Google Kubernetes Engine (GKE)

Updated: May 15, 2026
30 min read

# CHAPTER 9

Google Kubernetes Engine (GKE)

1. Introduction

Managing 50 Virtual Machines by hand is an operational nightmare. The modern cloud has moved past raw VMs and embraced Container Orchestration. Google invented Kubernetes to manage their own massive global infrastructure, and they offer it to the public as Google Kubernetes Engine (GKE). GKE is universally recognized as the most advanced, polished, and powerful managed Kubernetes service in the world. In this chapter, we will transition from VMs to Containers, deploy a GKE cluster, and orchestrate our first application.

2. Learning Objectives

By the end of this chapter, you will be able to:
  • Define Containerization and Container Orchestration.
  • Understand the benefits of a Managed Kubernetes Service.
  • Differentiate between GKE Standard and GKE Autopilot.
  • Create a GKE cluster via the Google Cloud Console.
  • Deploy a scalable application into the cluster.

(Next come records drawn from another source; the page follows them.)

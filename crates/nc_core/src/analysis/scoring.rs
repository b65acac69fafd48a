//! # Ranking correctness
//!
//! Post-race comparison of the simulated finishing order against the
//! historical one.
//!
//! Two metrics:
//! - **exact**: share of athletes whose simulated rank equals the
//!   historical rank. Very strict; randomized speed noise makes perfect
//!   placement rare even for good models.
//! - **adapted**: pairwise order agreement. Rewards getting the relative
//!   order of athlete pairs right even when absolute placement is off;
//!   this is the primary metric for validating model changes.
//!
//! The simulation-level entry points require a finished race with a
//! complete done set. Violations are internal-consistency failures (a lost
//! or duplicated athlete) and abort rather than return an error. The
//! slice-level functions also serve offline aggregation, where rankings
//! come from an accumulated run log instead of a live simulation.

use crate::engine::Simulation;

/// Percentage of `(rank, expected_rank)` pairs that match. Entries with a
/// gap in either ranking (non-positive rank) are skipped from the hit
/// count but still weigh in the denominator.
pub fn exact_rate_of(pairs: &[(i32, i32)]) -> f64 {
    if pairs.is_empty() {
        return 0.0;
    }
    let hits = pairs.iter().filter(|(rank, expected)| rank > &0 && rank == expected).count();
    100.0 * hits as f64 / pairs.len() as f64
}

/// Pairwise order-agreement percentage between two rankings given as
/// `(rank, expected_rank)` pairs.
///
/// For each athlete, count how many others placed after it in the expected
/// ordering that also placed after it in the simulated one, and
/// symmetrically for before; the sum over all athletes is divided by the
/// maximum possible count `n * (n - 1)`. Entries with a gap in either
/// ranking are skipped.
pub fn adapted_rate_of(pairs: &[(i32, i32)]) -> f64 {
    let n = pairs.len();
    if n < 2 {
        return 100.0;
    }

    let mut agree = 0usize;
    for (i, &(rank_a, exp_a)) in pairs.iter().enumerate() {
        if rank_a <= 0 || exp_a <= 0 {
            continue;
        }
        for (j, &(rank_b, exp_b)) in pairs.iter().enumerate() {
            if i == j || rank_b <= 0 || exp_b <= 0 {
                continue;
            }
            let agrees_after = rank_b > rank_a && exp_b > exp_a;
            let agrees_before = rank_b < rank_a && exp_b < exp_a;
            if agrees_after || agrees_before {
                agree += 1;
            }
        }
    }
    100.0 * agree as f64 / (n * (n - 1)) as f64
}

fn check_complete(sim: &Simulation) {
    assert!(sim.ended(), "scoring requires an ended simulation");
    assert_eq!(
        sim.done().len(),
        sim.num_athlete(),
        "finished set does not match the field size"
    );
}

fn rank_pairs(sim: &Simulation) -> Vec<(i32, i32)> {
    sim.done().iter().map(|a| (a.rank(), a.expected_rank())).collect()
}

/// Percentage of finished athletes whose live rank equals the expected one.
pub fn exact_rate(sim: &Simulation) -> f64 {
    check_complete(sim);
    exact_rate_of(&rank_pairs(sim))
}

/// Pairwise order-agreement percentage between the simulated and expected
/// rankings of a finished race.
pub fn adapted_rate(sim: &Simulation) -> f64 {
    check_complete(sim);
    adapted_rate_of(&rank_pairs(sim))
}
//! Slipstream boost state machine.
//!
//! A drafting opportunity has to be held for a sustained window before the
//! speed benefit arms, and the benefit then persists for a bounded window
//! after the draft condition disappears. Splitting "charging" from "active"
//! avoids abrupt speed discontinuities at the moment a draft breaks.

use serde::{Deserialize, Serialize};

use super::constants::boost;

/// Per-athlete drafting/boost state. Owned exclusively by one athlete.
#[derive(Debug, Clone, Serialize, Deserialize)]
pub struct Boost {
    /// Sustained drafting required before the boost arms.
    time_activation: f64,
    /// How long an armed boost stays active.
    time_boost: f64,
    /// When the current charge began, if any.
    activate_start: Option<f64>,
    /// When the boost armed, if it has.
    start_boost: Option<f64>,
}

impl Default for Boost {
    fn default() -> Self {
        Self::new()
    }
}

impl Boost {
    pub fn new() -> Self {
        Self {
            time_activation: boost::ACTIVATION_WINDOW_S,
            time_boost: boost::BOOST_WINDOW_S,
            activate_start: None,
            start_boost: None,
        }
    }

    /// Feed one tick of drafting opportunity at time `t`.
    ///
    /// Starts a charge when idle; arms the boost once the charge has been
    /// held longer than the activation window. Calls made while still inside
    /// the activation window change nothing.
    pub fn change(&mut self, t: f64) {
        match self.activate_start {
            None => self.activate_start = Some(t),
            Some(start) if t - start > self.time_activation => {
                self.start_boost = Some(t);
            }
            Some(_) => {}
        }
    }

    /// Whether the boost is granting its speed multiplier at time `t`.
    pub fn is_active(&self, t: f64) -> bool {
        match self.start_boost {
            Some(start) => t - start < self.time_boost,
            None => false,
        }
    }

    /// Whether a charge has been started. Intentionally permissive: stays
    /// true after the boost armed or expired, until `reset` clears it.
    pub fn is_charging(&self) -> bool {
        self.activate_start.is_some()
    }

    /// Re-arm the boost at time `t`, keeping an in-reach boost alive while
    /// its owner lacks the energy to spend it.
    pub fn extend(&mut self, t: f64) {
        self.start_boost = Some(t);
    }

    /// Clear both timestamps; the next `change` starts a fresh charge.
    pub fn reset(&mut self) {
        self.activate_start = None;
        self.start_boost = None;
    }
}

#[cfg(test)]
mod tests {
    use super::*;

    #[test]
    fn test_idle_boost_is_inactive() {
        let b = Boost::new();
        assert!(!b.is_active(0.0));
        assert!(!b.is_charging());
    }

    #[test]
    fn test_charge_then_arm_after_window() {
        let mut b = Boost::new();
        b.change(10.0);
        assert!(b.is_charging());
        assert!(!b.is_active(10.0));

        // Still inside the activation window: nothing arms.
        b.change(11.0);
        assert!(!b.is_active(11.0));

        // Past the window: the boost arms and reports active.
        b.change(12.1);
        assert!(b.is_active(12.1));
    }

    #[test]
    fn test_boost_expires_after_its_window() {
        let mut b = Boost::new();
        b.change(0.0);
        b.change(2.5);
        assert!(b.is_active(2.5));
        assert!(b.is_active(7.4));
        assert!(!b.is_active(7.5));
        // Charging stays set until an explicit reset.
        assert!(b.is_charging());
    }

    #[test]
    fn test_reset_clears_everything() {
        let mut b = Boost::new();
        b.change(0.0);
        b.change(3.0);
        b.reset();
        assert!(!b.is_active(3.0));
        assert!(!b.is_active(1000.0));
        assert!(!b.is_charging());
    }

    #[test]
    fn test_extend_rearms_the_active_window() {
        let mut b = Boost::new();
        b.change(0.0);
        b.change(2.5);
        // Deferred at t=7.0: the window restarts instead of expiring.
        b.extend(7.0);
        assert!(b.is_active(11.9));
        assert!(!b.is_active(12.0));
    }
}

3. Beginner-Friendly Explanation

Imagine running a delivery company.
  • Virtual Machines (The Old Way): You buy a massive delivery truck. Even if you only need to deliver a single shoebox, you have to drive the whole truck. It wastes gas and space.
  • Containers (Docker): You package the shoebox perfectly. It runs exactly the same anywhere.
  • Kubernetes (GKE): The ultimate logistics manager. You tell the manager: "I need 50 shoeboxes delivered constantly." The manager (GKE) automatically buys the exact number of trucks needed, loads the boxes perfectly, and if a truck breaks down on the highway, the manager instantly buys a new truck and moves the boxes for you automatically.

4. Why Use GKE? (The Managed Advantage)

A Kubernetes cluster has two parts: The Brain (Control Plane/Master Nodes) and The Muscle (Worker Nodes). If you build Kubernetes yourself, you have to manage the Brain. It is incredibly complex to keep it online. With GKE, Google manages the Brain for you. They handle the backups, the security patches, and the high-availability of the Master Nodes invisibly. You only manage the Worker Nodes (the actual servers running your apps).

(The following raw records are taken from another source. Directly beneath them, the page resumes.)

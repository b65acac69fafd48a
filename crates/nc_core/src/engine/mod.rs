//! Discrete-time race engine: athletes, slipstream boosts, pacing and
//! interaction strategies, and the simulation loop that ties them together.

pub mod athlete;
pub mod boost;
pub mod config;
pub mod constants;
pub mod interaction;
pub mod pacing;
pub mod progress;
pub mod simulation;

#[cfg(test)]
mod scenario_tests;

pub use athlete::{performance_factor, Athlete};
pub use boost::Boost;
pub use config::SimConfig;
pub use interaction::{InteractionModel, NoInteraction, SlipstreamModel, TickCommand};
pub use pacing::{BasePacing, HistoryPacing, PacingModel};
pub use progress::{FinishRecord, FrameSnapshot, NullSink, ProgressSink, SlotState};
pub use simulation::Simulation;

/// Round to whole milliseconds.
#[inline]
pub(crate) fn round_ms(v: f64) -> f64 {
    (v * 1000.0).round() / 1000.0
}

/// Round to 6 decimal digits, enough to keep float drift from accumulating
/// into spurious boundary crossings.
#[inline]
pub(crate) fn round_energy(v: f64) -> f64 {
    (v * 1e6).round() / 1e6
}
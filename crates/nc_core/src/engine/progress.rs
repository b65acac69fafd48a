//! Reporting surface of the engine.
//!
//! The engine never prints; it reports to a [`ProgressSink`]. Renderers,
//! log writers, and tests plug in behind this trait.

use std::collections::BTreeMap;

use serde::{Deserialize, Serialize};

/// Final state of one finished athlete, as exposed to reporters.
#[derive(Debug, Clone, PartialEq, Serialize, Deserialize)]
pub struct FinishRecord {
    pub name: String,
    pub starting_place: u32,
    pub expected_rank: i32,
    pub rank: i32,
    /// Elapsed racing time in seconds.
    pub time: f64,
}

/// Per-athlete state inside one display frame, keyed by display slot
/// (the athlete's starting place).
#[derive(Debug, Clone, Copy, Serialize, Deserialize)]
pub struct SlotState {
    pub rank: i32,
    /// Left edge of the plotted window: the field minimum pulled back 500 m,
    /// floored at the start line.
    pub window_min_m: f64,
    pub distance_m: f64,
}

/// Snapshot taken at each whole-second boundary of the race clock.
#[derive(Debug, Clone, Default, Serialize, Deserialize)]
pub struct FrameSnapshot {
    pub frame: u64,
    pub slots: BTreeMap<u32, SlotState>,
}

/// Event sink the engine reports to. All callbacks default to no-ops so a
/// sink only implements what it cares about.
pub trait ProgressSink {
    /// Called once per tick with the advanced race clock.
    fn on_clock(&mut self, _t: f64) {}

    /// Called at each whole-second boundary with the fresh display frame.
    fn on_frame(&mut self, _snapshot: &FrameSnapshot) {}

    /// Called when an athlete crosses the finish line.
    fn on_finish(&mut self, _record: &FinishRecord) {}

    /// Called once, when both the waiting and skiing pools are empty.
    fn on_end(&mut self) {}
}

/// Discards everything.
pub struct NullSink;

impl ProgressSink for NullSink {}
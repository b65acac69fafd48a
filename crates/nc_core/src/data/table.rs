//! Row-oriented race tables handed over by the external results loader.
//!
//! The engine never touches files itself; whoever loads the table (CSV
//! reader, test fixture) passes it in along with an identifier string that
//! carries the race distance as its last `_`-separated token, e.g.
//! `"02 Lillehammer 06122024 S24_25_10.0.csv"` → 10 km.

use std::collections::HashMap;

use serde::{Deserialize, Serialize};

use crate::error::{RaceError, Result};

/// One athlete's raw record: every column of the results sheet, queryable
/// by field name.
#[derive(Debug, Clone, Default, Serialize, Deserialize)]
pub struct RaceRecord {
    fields: HashMap<String, String>,
}

impl RaceRecord {
    pub fn new(fields: HashMap<String, String>) -> Self {
        Self { fields }
    }

    /// Query a specific column.
    pub fn get(&self, name: &str) -> Option<&str> {
        self.fields.get(name).map(String::as_str)
    }
}

/// A whole results sheet: identifier, column names, and one row per entrant.
#[derive(Debug, Clone, Serialize, Deserialize)]
pub struct RaceTable {
    identifier: String,
    columns: Vec<String>,
    rows: Vec<Vec<String>>,
}

impl RaceTable {
    pub fn new(
        identifier: impl Into<String>,
        columns: Vec<String>,
        rows: Vec<Vec<String>>,
    ) -> Self {
        Self { identifier: identifier.into(), columns, rows }
    }

    pub fn identifier(&self) -> &str {
        &self.identifier
    }

    pub fn len(&self) -> usize {
        self.rows.len()
    }

    pub fn is_empty(&self) -> bool {
        self.rows.is_empty()
    }

    /// Race distance in meters, decoded from the identifier suffix token.
    /// A missing token is fatal: the race cannot be constructed without it.
    pub fn distance_m(&self) -> Result<f64> {
        race_distance_m(&self.identifier)
    }

    /// Materialize row `idx` as a queryable record. Short rows simply lack
    /// the trailing columns.
    pub fn record(&self, idx: usize) -> RaceRecord {
        let fields = self
            .columns
            .iter()
            .zip(&self.rows[idx])
            .map(|(c, v)| (c.clone(), v.clone()))
            .collect();
        RaceRecord::new(fields)
    }

    pub fn records(&self) -> impl Iterator<Item = RaceRecord> + '_ {
        (0..self.rows.len()).map(|i| self.record(i))
    }
}

/// Decode `..._<km>.<ext>` (or `..._<km>`) into meters.
pub fn race_distance_m(identifier: &str) -> Result<f64> {
    let (_, token) = identifier
        .rsplit_once('_')
        .ok_or_else(|| RaceError::MissingDistance(identifier.to_string()))?;

    // The token is either the bare kilometer figure ("10.0") or carries a
    // file extension ("10.0.csv"); try the bare parse first.
    let km: f64 = match token.parse() {
        Ok(v) => v,
        Err(_) => token
            .rsplit_once('.')
            .and_then(|(stem, _ext)| stem.parse().ok())
            .ok_or_else(|| RaceError::MissingDistance(identifier.to_string()))?,
    };
    Ok(km * 1000.0)
}
//! WebSocket connection lifecycle: registry, receive loop, fan-out.

pub mod broadcast;
pub mod connection;
pub mod receive;
pub mod registry;

pub use broadcast::{BroadcastReport, Broadcaster};
pub use connection::{Connection, ConnectionState};
pub use receive::{run_receive_loop, ReceiveOutcome};
pub use registry::ConnectionRegistry;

5. GKE Standard vs. GKE Autopilot

GCP offers two flavors of Kubernetes:
  1. 1. GKE Standard: You choose the exact size of your Worker Node VMs (e.g., e2-medium). You pay for the VMs 24/7, even if your containers aren't doing any work. (Maximum control).
  1. 2. GKE Autopilot: The future of Kubernetes. Google manages the Brain AND the Worker Nodes! You don't pick VMs. You just say "Run this container," and Google provisions the exact micro-slice of CPU needed. You pay *strictly per Pod*. (Maximum automation, zero maintenance).

6. The Core Objects: Pods, Deployments, and Services

  • Pod: The smallest unit in Kubernetes. It wraps your Docker container.
  • Deployment: The manager. You write a YAML file saying "I want 3 Pods running." The Deployment ensures 3 Pods are *always* running.
  • Service: The network door. Pod IPs change constantly. A Service provides a permanent IP address so users can reliably reach your Pods.

7. Mini Project: Deploy an App on GKE

Let's orchestrate a real containerized application.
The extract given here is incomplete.